Start of Data for the task

use std::collections::HashMap;
use std::fs;
use std::path::{
  Path,
  PathBuf
};
use std::time::Duration;

use anyhow::{
  Context,
  anyhow
};
use chrono_tz::Tz;
use taskflow_shared::datetime::parse_timezone;
use tracing::{
  debug,
  info,
  trace,
  warn
};

pub const CONFIG_ENV_VAR: &str =
  "TASKFLOW_CONFIG";
pub const DEFAULT_BASE_URL: &str =
  "http://localhost:8080";
const DEFAULT_TIMEOUT_SECS: u64 = 30;

#[derive(Debug, Clone)]
pub struct Config {
  map:              HashMap<String, String>,
  pub loaded_files: Vec<PathBuf>
}

impl Default for Config {
  fn default() -> Self {
    let mut map = HashMap::new();
    map.insert(
      "api.base_url".to_string(),
      DEFAULT_BASE_URL.to_string()
    );
    map.insert(
      "api.timeout_secs".to_string(),
      DEFAULT_TIMEOUT_SECS.to_string()
    );
    map.insert(
      "default.command".to_string(),
      "list".to_string()
    );
    map.insert(
      "color".to_string(),
      "on".to_string()
    );
    Self {
      map,
      loaded_files: vec![]
    }
  }
}

impl Config {
  #[tracing::instrument(skip(
    config_override
  ))]
  pub fn load(
    config_override: Option<&Path>
  ) -> anyhow::Result<Self> {
    let mut cfg = Config::default();

    match resolve_config_path(
      config_override
    )? {
      | Some(path) => {
        info!(config = %path.display(), "loading config");
        cfg.load_file(&path)?;
      }
      | None => {
        warn!(
          "no config file found; using \
           defaults"
        );
      }
    }

    Ok(cfg)
  }

  #[tracing::instrument(skip(
    self, overrides
  ))]
  pub fn apply_overrides<I>(
    &mut self,
    overrides: I
  ) where
    I: IntoIterator<
      Item = (String, String)
    >
  {
    for (k, v) in overrides {
      let key = k
        .strip_prefix("rc.")
        .unwrap_or(&k)
        .to_string();
      debug!(key = %key, value = %v, "applying override");
      self.map.insert(key, v);
    }
  }

  pub fn get(
    &self,
    key: &str
  ) -> Option<String> {
    self.map.get(key).cloned()
  }

  pub fn base_url(&self) -> String {
    self
      .get("api.base_url")
      .map(|url| {
        url.trim_end_matches('/').to_string()
      })
      .filter(|url| !url.is_empty())
      .unwrap_or_else(|| {
        DEFAULT_BASE_URL.to_string()
      })
  }

  pub fn timeout(
    &self
  ) -> anyhow::Result<Duration> {
    let raw = self
      .get("api.timeout_secs")
      .unwrap_or_else(|| {
        DEFAULT_TIMEOUT_SECS.to_string()
      });
    let secs: u64 =
      raw.trim().parse().with_context(
        || {
          format!(
            "invalid api.timeout_secs: \
             {raw}"
          )
        }
      )?;
    Ok(Duration::from_secs(secs))
  }

  /// Configured zone for "today"; `None`
  /// means the host's local zone.
  pub fn timezone(&self) -> Option<Tz> {
    let raw = self.get("time.timezone")?;
    parse_timezone(&raw, "time.timezone")
  }

  pub fn color(
    &self
  ) -> anyhow::Result<bool> {
    let raw = self
      .get("color")
      .unwrap_or_else(|| "on".to_string());
    match raw.to_ascii_lowercase().as_str()
    {
      | "on" | "yes" | "true" | "1" => {
        Ok(true)
      }
      | "off" | "no" | "false" | "0" => {
        Ok(false)
      }
      | other => {
        Err(anyhow!(
          "invalid color setting: {other}"
        ))
      }
    }
  }

  pub fn export_dir(&self) -> PathBuf {
    self
      .get("export.dir")
      .map(|raw| expand_tilde(Path::new(&raw)))
      .unwrap_or_else(|| PathBuf::from("."))
  }

  #[tracing::instrument(skip(self))]
  fn load_file(
    &mut self,
    path: &Path
  ) -> anyhow::Result<()> {
    let path = expand_tilde(path);
    let text =
      fs::read_to_string(&path)
        .with_context(|| {
          format!(
            "failed to read {}",
            path.display()
          )
        })?;

    let table = toml::from_str::<
      toml::Table
    >(&text)
    .with_context(|| {
      format!(
        "failed to parse {}",
        path.display()
      )
    })?;

    self
      .loaded_files
      .push(path.clone());

    let mut flat = Vec::new();
    flatten_table("", &table, &mut flat)?;
    for (key, value) in flat {
      trace!(key = %key, value = %value, "loaded config key");
      self.map.insert(key, value);
    }

    Ok(())
  }
}

fn flatten_table(
  prefix: &str,
  table: &toml::Table,
  out: &mut Vec<(String, String)>
) -> anyhow::Result<()> {
  for (key, value) in table {
    let full = if prefix.is_empty() {
      key.clone()
    } else {
      format!("{prefix}.{key}")
    };

    let scalar = match value {
      | toml::Value::Table(inner) => {
        flatten_table(&full, inner, out)?;
        continue;
      }
      | toml::Value::String(s) => s.clone(),
      | toml::Value::Integer(i) => {
        i.to_string()
      }
      | toml::Value::Float(f) => {
        f.to_string()
      }
      | toml::Value::Boolean(b) => {
        b.to_string()
      }
      | toml::Value::Datetime(dt) => {
        dt.to_string()
      }
      | toml::Value::Array(_) => {
        return Err(anyhow!(
          "config key {full} must be a \
           scalar value"
        ));
      }
    };
    out.push((full, scalar));
  }
  Ok(())
}

#[tracing::instrument(skip(
  override_path
))]
fn resolve_config_path(
  override_path: Option<&Path>
) -> anyhow::Result<Option<PathBuf>> {
  if let Some(path) = override_path {
    return Ok(Some(path.to_path_buf()));
  }

  if let Ok(raw) =
    std::env::var(CONFIG_ENV_VAR)
  {
    let trimmed = raw.trim();
    if trimmed.is_empty()
      || trimmed == "/dev/null"
    {
      return Ok(None);
    }
    return Ok(Some(PathBuf::from(
      trimmed
    )));
  }

  let Some(config_dir) = dirs::config_dir()
  else {
    debug!(
      "cannot determine config \
       directory"
    );
    return Ok(None);
  };
  let candidate = config_dir
    .join("taskflow")
    .join("config.toml");
  if candidate.exists() {
    return Ok(Some(candidate));
  }

  Ok(None)
}

fn expand_tilde(
  path: &Path
) -> PathBuf {
  let text = path.to_string_lossy();
  if let Some(rest) =
    text.strip_prefix("~/")
    && let Some(home) = dirs::home_dir()
  {
    return home.join(rest);
  }
  path.to_path_buf()
}

#[cfg(test)]
mod tests {
  use std::io::Write;
  use std::time::Duration;

  use pretty_assertions::assert_eq;
  use tempfile::NamedTempFile;

  use super::{
    Config,
    DEFAULT_BASE_URL
  };

  fn write_config(
    text: &str
  ) -> NamedTempFile {
    let mut file = NamedTempFile::new()
      .expect("temp config");
    file
      .write_all(text.as_bytes())
      .expect("write config");
    file
  }

  #[test]
  fn defaults_apply_without_file() {
    let cfg = Config::default();
    assert_eq!(
      cfg.base_url(),
      DEFAULT_BASE_URL
    );
    assert_eq!(
      cfg.timeout().expect("timeout"),
      Duration::from_secs(30)
    );
    assert!(cfg.color().expect("color"));
    assert!(cfg.timezone().is_none());
  }

  #[test]
  fn toml_tables_flatten_to_dotted_keys() {
    let file = write_config(
      r#"
color = "off"

[api]
base_url = "https://tasks.example.com/"
timeout_secs = 5

[time]
timezone = "Europe/Berlin"
"#
    );
    let cfg = Config::load(Some(file.path()))
      .expect("load config");
    assert_eq!(
      cfg.base_url(),
      "https://tasks.example.com"
    );
    assert_eq!(
      cfg.timeout().expect("timeout"),
      Duration::from_secs(5)
    );
    assert!(!cfg.color().expect("color"));
    assert_eq!(
      cfg.timezone(),
      Some(chrono_tz::Europe::Berlin)
    );
    assert_eq!(cfg.loaded_files.len(), 1);
  }

  #[test]
  fn overrides_win_over_file() {
    let file = write_config(
      "[api]\nbase_url = \"http://a\"\n"
    );
    let mut cfg =
      Config::load(Some(file.path()))
        .expect("load config");
    cfg.apply_overrides([(
      "rc.api.base_url".to_string(),
      "http://b".to_string()
    )]);
    assert_eq!(cfg.base_url(), "http://b");
  }

  #[test]
  fn arrays_are_rejected() {
    let file =
      write_config("hosts = [\"a\"]\n");
    assert!(
      Config::load(Some(file.path()))
        .is_err()
    );
  }

  #[test]
  fn bad_timeout_is_an_error() {
    let mut cfg = Config::default();
    cfg.apply_overrides([(
      "api.timeout_secs".to_string(),
      "soon".to_string()
    )]);
    assert!(cfg.timeout().is_err());
  }
}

End of Data for the task

# [Your goal]
Find the word "trimmed" in the entries and show each line where it is found.

# [Result below]
    let trimmed = raw.trim();
    if trimmed.is_empty()
      || trimmed == "/dev/null"
      trimmed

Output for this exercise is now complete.